Dataset entries:
•••

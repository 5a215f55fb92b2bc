use crate::{
    app::{config::Config, state::AppState},
    models::message::{ChatMessage, FileRef, Segment},
    ui::reveal::{RevealLedger, SegmentView, visible_prefix},
};
use chrono::Local;
use eframe::egui::{self, Color32, RichText, ScrollArea};
use std::time::Instant;

/// Draws the message log. Returns true while any reveal or the skeleton
/// placeholder is animating, so the caller keeps repainting.
pub fn draw_chat_log(
    ui: &mut egui::Ui,
    state: &mut AppState,
    config: &Config,
    ledger: &mut RevealLedger,
) -> bool {
    let mut animating = false;

    if let AppState::LoggedIn {
        messages,
        awaiting_reply,
        ..
    } = state
    {
        let now = Instant::now();
        ScrollArea::vertical()
            .stick_to_bottom(true)
            .auto_shrink([false, false])
            .show(ui, |ui| {
                for message in messages.iter() {
                    draw_message(ui, message, config, ledger, now);
                    ui.add_space(10.0);
                }
                if *awaiting_reply {
                    draw_skeleton(ui);
                    animating = true;
                }
            });
        animating |= ledger.has_active_reveal();
    }

    animating
}

fn draw_message(
    ui: &mut egui::Ui,
    message: &ChatMessage,
    config: &Config,
    ledger: &mut RevealLedger,
    now: Instant,
) {
    ui.horizontal(|ui| {
        let (sender, color) = if message.is_user {
            ("You", Color32::from_gray(160))
        } else {
            ("Assistant", ui.visuals().strong_text_color())
        };
        ui.label(RichText::new(format!("{sender}:")).strong().color(color));

        if config.show_timestamps {
            if let Some(timestamp) = message.timestamp {
                let local = timestamp.with_timezone(&Local);
                ui.label(
                    RichText::new(local.format("%H:%M").to_string())
                        .weak()
                        .small(),
                );
            }
        }
    });

    let animate = message.is_new && !message.is_user;

    if animate {
        let views = ledger.advance_message(&message.id, &message.segments, now);
        for (segment, view) in message.segments.iter().zip(views) {
            match (segment, view) {
                (Segment::Code { language, code }, _) => {
                    draw_code_block(ui, language, code);
                }
                (Segment::Text(text), SegmentView::Text { visible_chars, .. }) => {
                    let shown = visible_prefix(text, visible_chars);
                    if !shown.is_empty() {
                        ui.label(shown);
                    }
                }
                _ => {}
            }
        }
    } else {
        for segment in &message.segments {
            match segment {
                Segment::Text(text) => {
                    if !text.is_empty() {
                        ui.label(text);
                    }
                }
                Segment::Code { language, code } => {
                    draw_code_block(ui, language, code);
                }
            }
        }
    }

    if let Some(file) = &message.file {
        draw_file_chip(ui, file);
    }
}

fn draw_code_block(ui: &mut egui::Ui, language: &str, code: &str) {
    egui::Frame::group(ui.style())
        .fill(ui.visuals().code_bg_color)
        .show(ui, |ui| {
            ui.vertical(|ui| {
                ui.label(RichText::new(language).small().weak());
                ui.label(RichText::new(code.trim_end()).monospace());
            });
        });
}

fn draw_file_chip(ui: &mut egui::Ui, file: &FileRef) {
    ui.horizontal(|ui| {
        ui.label(RichText::new("File:").strong());
        ui.label(&file.name);
        ui.label(RichText::new(format!("({})", file.mime)).weak());
    });
}

/// Looping placeholder shown until the first frame of a reply arrives.
fn draw_skeleton(ui: &mut egui::Ui) {
    let t = ui.input(|i| i.time);
    let dots = 1 + ((t / 0.4) as usize) % 3;
    ui.label(RichText::new(format!("Assistant is typing{}", ".".repeat(dots))).weak());
}
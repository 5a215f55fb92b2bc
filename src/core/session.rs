use crate::core::api::SessionTokens;
use crate::events::app_event::AppEvent;
use crate::models::user::UserProfile;
use eyre::{Context, eyre};
use reqwest::{Client as ReqwestClient, StatusCode};
use serde::Deserialize;
use std::{path::PathBuf, time::Duration};
use tokio::io::{AsyncReadExt, AsyncWriteExt};
use tokio::sync::mpsc;
use url::Url;

const APP_USER_AGENT: &str = concat!(env!("CARGO_PKG_NAME"), "/", env!("CARGO_PKG_VERSION"));
const TOKENS_FILE_NAME: &str = "tokens.json";
const PROFILE_FILE_NAME: &str = "user.json";

/// A message from an auth task to the UI thread.
#[derive(Debug)]
pub enum AuthMessage {
    Success(Session),
    SignupComplete(UserProfile),
    Error(String),
}

/// An authenticated session: the token pair plus the signed-in profile.
#[derive(Debug, Clone)]
pub struct Session {
    pub tokens: SessionTokens,
    pub profile: UserProfile,
}

#[derive(Deserialize)]
struct LoginResponse {
    access: String,
    refresh: String,
    user: UserProfile,
}

#[derive(Deserialize)]
struct RefreshResponse {
    access: String,
}

/// The client responsible for signup, login, token verification and the
/// on-disk session blobs.
#[derive(Clone)]
pub struct SessionClient {
    http: ReqwestClient,
    base_url: Url,
    data_path: PathBuf,
    ui_message_tx: mpsc::Sender<AppEvent>,
}

impl SessionClient {
    pub fn new(base_url: Url, ui_message_tx: mpsc::Sender<AppEvent>) -> Result<Self, eyre::Report> {
        let data_path = dirs::config_dir()
            .ok_or_else(|| eyre!("Could not find a config directory"))?
            .join(env!("CARGO_PKG_NAME"));

        Self::with_data_path(base_url, data_path, ui_message_tx)
    }

    fn with_data_path(
        base_url: Url,
        data_path: PathBuf,
        ui_message_tx: mpsc::Sender<AppEvent>,
    ) -> Result<Self, eyre::Report> {
        let http = ReqwestClient::builder()
            .user_agent(APP_USER_AGENT)
            .timeout(Duration::from_secs(15))
            .build()?;

        if !data_path.exists() {
            std::fs::create_dir_all(&data_path).context("Failed to create config directory")?;
        }

        Ok(Self {
            http,
            base_url,
            data_path,
            ui_message_tx,
        })
    }

    /// Restores a session from the persisted blobs without user input.
    /// The stored access token is verified against the backend; a rejected
    /// token is refreshed once before giving up.
    pub async fn try_silent_login(&self) -> Result<Session, eyre::Report> {
        tracing::info!("Attempting silent login from stored session");
        let tokens = self.load_tokens().await?;
        let profile = self.load_profile().await?;

        let tokens = self.verify_or_refresh(tokens).await?;
        self.save_tokens(&tokens).await?;

        Ok(Session { tokens, profile })
    }

    /// Exchanges credentials for a token pair and sends the outcome to the
    /// UI thread.
    pub async fn login(self, email: String, password: String) {
        match self.obtain_session(&email, &password).await {
            Ok(session) => {
                if let Err(e) = self.persist(&session).await {
                    tracing::warn!("Failed to persist session: {}", e);
                }
                self.send_message(AuthMessage::Success(session)).await;
            }
            Err(e) => {
                tracing::warn!("Login failed: {}", e);
                self.send_message(AuthMessage::Error(format!("Login failed: {}", e)))
                    .await;
            }
        }
    }

    /// Creates an account and reports back; the user still logs in with
    /// the fresh credentials afterwards.
    pub async fn signup(self, email: String, username: String, password: String) {
        let result = self.create_account(&email, &username, &password).await;
        match result {
            Ok(profile) => self.send_message(AuthMessage::SignupComplete(profile)).await,
            Err(e) => {
                tracing::warn!("Signup failed: {}", e);
                self.send_message(AuthMessage::Error(format!("Signup failed: {}", e)))
                    .await;
            }
        }
    }

    /// Removes the persisted session blobs. Called on logout.
    pub async fn clear_persisted(&self) {
        for name in [TOKENS_FILE_NAME, PROFILE_FILE_NAME] {
            let path = self.data_path.join(name);
            if let Err(e) = tokio::fs::remove_file(&path).await {
                if e.kind() != std::io::ErrorKind::NotFound {
                    tracing::warn!("Failed to remove {:?}: {}", path, e);
                }
            }
        }
    }

    pub async fn save_profile(&self, profile: &UserProfile) -> Result<(), eyre::Report> {
        self.write_json(PROFILE_FILE_NAME, profile).await
    }

    async fn obtain_session(&self, email: &str, password: &str) -> Result<Session, eyre::Report> {
        let response = self
            .http
            .post(self.endpoint("/api/user/token/")?)
            .json(&serde_json::json!({ "email": email, "password": password }))
            .send()
            .await
            .context("Login request failed")?;

        let status = response.status();
        if !status.is_success() {
            let body = response.text().await.unwrap_or_default();
            return Err(eyre!("{body}"));
        }

        let login: LoginResponse = response.json().await.context("Malformed login response")?;
        Ok(Session {
            tokens: SessionTokens {
                access: login.access,
                refresh: login.refresh,
            },
            profile: login.user,
        })
    }

    async fn create_account(
        &self,
        email: &str,
        username: &str,
        password: &str,
    ) -> Result<UserProfile, eyre::Report> {
        let response = self
            .http
            .post(self.endpoint("/api/user/signup/")?)
            .json(&serde_json::json!({
                "email": email,
                "username": username,
                "password": password,
            }))
            .send()
            .await
            .context("Signup request failed")?;

        let status = response.status();
        if !status.is_success() {
            // Surface the validation body verbatim, field errors included.
            let body = response.text().await.unwrap_or_default();
            return Err(eyre!("{body}"));
        }

        response.json().await.context("Malformed signup response")
    }

    async fn verify_or_refresh(
        &self,
        tokens: SessionTokens,
    ) -> Result<SessionTokens, eyre::Report> {
        if self.verify(&tokens.access).await? {
            tracing::info!("Stored access token is valid");
            return Ok(tokens);
        }

        tracing::info!("Stored access token rejected, refreshing");
        let access = self.refresh(&tokens.refresh).await?;
        Ok(SessionTokens {
            access,
            refresh: tokens.refresh,
        })
    }

    async fn verify(&self, access: &str) -> Result<bool, eyre::Report> {
        let response = self
            .http
            .post(self.endpoint("/api/user/token/verify/")?)
            .json(&serde_json::json!({ "token": access }))
            .send()
            .await
            .context("Token verify request failed")?;

        let status = response.status();
        if status.is_success() {
            Ok(true)
        } else if status == StatusCode::UNAUTHORIZED {
            Ok(false)
        } else {
            Err(eyre!("Token verify failed with {status}"))
        }
    }

    async fn refresh(&self, refresh: &str) -> Result<String, eyre::Report> {
        let response = self
            .http
            .post(self.endpoint("/api/user/token/refresh/")?)
            .json(&serde_json::json!({ "refresh": refresh }))
            .send()
            .await
            .context("Token refresh request failed")?;

        let status = response.status();
        if !status.is_success() {
            let body = response.text().await.unwrap_or_default();
            return Err(eyre!("Token refresh failed with {status}: {body}"));
        }

        let refreshed: RefreshResponse =
            response.json().await.context("Malformed refresh response")?;
        Ok(refreshed.access)
    }

    async fn persist(&self, session: &Session) -> Result<(), eyre::Report> {
        self.save_tokens(&session.tokens).await?;
        self.save_profile(&session.profile).await?;
        Ok(())
    }

    async fn save_tokens(&self, tokens: &SessionTokens) -> Result<(), eyre::Report> {
        self.write_json(TOKENS_FILE_NAME, tokens).await
    }

    async fn load_tokens(&self) -> Result<SessionTokens, eyre::Report> {
        self.read_json(TOKENS_FILE_NAME).await
    }

    async fn load_profile(&self) -> Result<UserProfile, eyre::Report> {
        self.read_json(PROFILE_FILE_NAME).await
    }

    async fn write_json<T: serde::Serialize>(
        &self,
        name: &str,
        value: &T,
    ) -> Result<(), eyre::Report> {
        let path = self.data_path.join(name);
        let bytes = serde_json::to_vec_pretty(value)?;
        if let Some(parent) = path.parent() {
            if !parent.exists() {
                tokio::fs::create_dir_all(parent).await?;
            }
        }
        let mut file = tokio::fs::File::create(path).await?;
        file.write_all(&bytes).await?;
        Ok(())
    }

    async fn read_json<T: serde::de::DeserializeOwned>(
        &self,
        name: &str,
    ) -> Result<T, eyre::Report> {
        let path = self.data_path.join(name);
        let mut file = tokio::fs::File::open(path).await?;
        let mut buffer = Vec::new();
        file.read_to_end(&mut buffer).await?;
        Ok(serde_json::from_slice(&buffer)?)
    }

    fn endpoint(&self, path: &str) -> Result<Url, eyre::Report> {
        self.base_url.join(path).context("Invalid endpoint path")
    }

    async fn send_message(&self, msg: AuthMessage) {
        if self.ui_message_tx.send(AppEvent::Auth(msg)).await.is_err() {
            tracing::error!("Failed to send message to UI thread: channel is closed.");
        }
    }
}

#[cfg(test)]
mod tests {
    use super::*;
    use pretty_assertions::assert_eq;
    use serde_json::json;
    use wiremock::matchers::{body_json, method, path};
    use wiremock::{Mock, MockServer, ResponseTemplate};

    fn test_client(server_uri: &str, dir: &std::path::Path) -> SessionClient {
        let (tx, _rx) = mpsc::channel(8);
        SessionClient::with_data_path(
            Url::parse(server_uri).unwrap(),
            dir.to_path_buf(),
            tx,
        )
        .unwrap()
    }

    fn sample_profile() -> UserProfile {
        UserProfile {
            username: "ada".to_string(),
            email: Some("ada@example.org".to_string()),
            avatar: None,
            api_key: None,
        }
    }

    #[tokio::test]
    async fn persisted_session_round_trips_through_disk() {
        let dir = tempfile::tempdir().unwrap();
        let client = test_client("http://localhost:8000", dir.path());

        let session = Session {
            tokens: SessionTokens {
                access: "a1".to_string(),
                refresh: "r1".to_string(),
            },
            profile: sample_profile(),
        };
        client.persist(&session).await.unwrap();

        assert_eq!(client.load_tokens().await.unwrap(), session.tokens);
        assert_eq!(client.load_profile().await.unwrap(), session.profile);
    }

    #[tokio::test]
    async fn clear_persisted_removes_both_blobs() {
        let dir = tempfile::tempdir().unwrap();
        let client = test_client("http://localhost:8000", dir.path());

        let session = Session {
            tokens: SessionTokens {
                access: "a1".to_string(),
                refresh: "r1".to_string(),
            },
            profile: sample_profile(),
        };
        client.persist(&session).await.unwrap();
        client.clear_persisted().await;

        assert!(client.load_tokens().await.is_err());
        assert!(client.load_profile().await.is_err());
    }

    #[tokio::test]
    async fn silent_login_refreshes_a_rejected_access_token() {
        let server = MockServer::start().await;

        Mock::given(method("POST"))
            .and(path("/api/user/token/verify/"))
            .and(body_json(json!({ "token": "stale" })))
            .respond_with(
                ResponseTemplate::new(401).set_body_json(json!({ "code": "token_not_valid" })),
            )
            .mount(&server)
            .await;

        Mock::given(method("POST"))
            .and(path("/api/user/token/refresh/"))
            .and(body_json(json!({ "refresh": "r1" })))
            .respond_with(ResponseTemplate::new(200).set_body_json(json!({ "access": "fresh" })))
            .expect(1)
            .mount(&server)
            .await;

        let dir = tempfile::tempdir().unwrap();
        let client = test_client(&server.uri(), dir.path());
        client
            .persist(&Session {
                tokens: SessionTokens {
                    access: "stale".to_string(),
                    refresh: "r1".to_string(),
                },
                profile: sample_profile(),
            })
            .await
            .unwrap();

        let session = client.try_silent_login().await.unwrap();
        assert_eq!(session.tokens.access, "fresh");
        // The refreshed pair must have been written back.
        assert_eq!(client.load_tokens().await.unwrap().access, "fresh");
    }

    #[tokio::test]
    async fn silent_login_fails_without_stored_blobs() {
        let dir = tempfile::tempdir().unwrap();
        let client = test_client("http://localhost:8000", dir.path());
        assert!(client.try_silent_login().await.is_err());
    }
}
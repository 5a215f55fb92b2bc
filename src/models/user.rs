use serde::{Deserialize, Serialize};

/// The signed-in user's profile as returned by the backend and persisted
/// next to the session tokens.
#[derive(Serialize, Deserialize, Clone, Debug, PartialEq)]
pub struct UserProfile {
    pub username: String,
    #[serde(default, skip_serializing_if = "Option::is_none")]
    pub email: Option<String>,
    #[serde(default, skip_serializing_if = "Option::is_none")]
    pub avatar: Option<String>,
    #[serde(default, rename = "apiKey", skip_serializing_if = "Option::is_none")]
    pub api_key: Option<String>,
}
use crate::core::chat::ChatSummary;
use crate::models::user::UserProfile;
use eframe::egui::{self, Image, RichText, ScrollArea, Vec2};

/// Actions the side menu can request from the app.
#[derive(Debug, Clone, PartialEq, Eq)]
pub enum MenuAction {
    OpenChat(String),
    NewChat,
    ClearConversation,
    ToggleDarkMode,
    EditProfile,
    Logout,
}

pub fn draw_menu(
    ui: &mut egui::Ui,
    profile: &UserProfile,
    chats: &[ChatSummary],
    current_chat: &str,
    dark_mode: bool,
) -> Option<MenuAction> {
    let mut action = None;

    ui.horizontal(|ui| {
        if let Some(avatar) = &profile.avatar {
            ui.add(Image::new(avatar.as_str()).max_size(Vec2::new(28.0, 28.0)));
        }
        ui.heading(&profile.username);
    });
    ui.separator();

    if ui.button("New chat").clicked() {
        action = Some(MenuAction::NewChat);
    }
    if ui.button("Clear conversation").clicked() {
        action = Some(MenuAction::ClearConversation);
    }
    let mode_label = if dark_mode { "Light mode" } else { "Dark mode" };
    if ui.button(mode_label).clicked() {
        action = Some(MenuAction::ToggleDarkMode);
    }
    if ui.button("Edit profile").clicked() {
        action = Some(MenuAction::EditProfile);
    }
    if ui.button("Log out").clicked() {
        action = Some(MenuAction::Logout);
    }

    ui.separator();
    ui.label(RichText::new("Chats").strong());

    ScrollArea::vertical().auto_shrink([false, true]).show(ui, |ui| {
        for chat in chats {
            let selected = chat.uuid == current_chat;
            if ui.selectable_label(selected, &chat.name).clicked() && !selected {
                action = Some(MenuAction::OpenChat(chat.uuid.clone()));
            }
        }
    });

    action
}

•••

Your assignment:
Transcribe, word for word, the data above from its first line through the line with "or the skeleton", and include nothing else.

Result for this task:
repository 5a215f55fb92b2bc
use crate::{
    app::{config::Config, state::AppState},
    models::message::{ChatMessage, FileRef, Segment},
    ui::reveal::{RevealLedger, SegmentView, visible_prefix},
};
use chrono::Local;
use eframe::egui::{self, Color32, RichText, ScrollArea};
use std::time::Instant;

/// Draws the message log. Returns true while any reveal or the skeleton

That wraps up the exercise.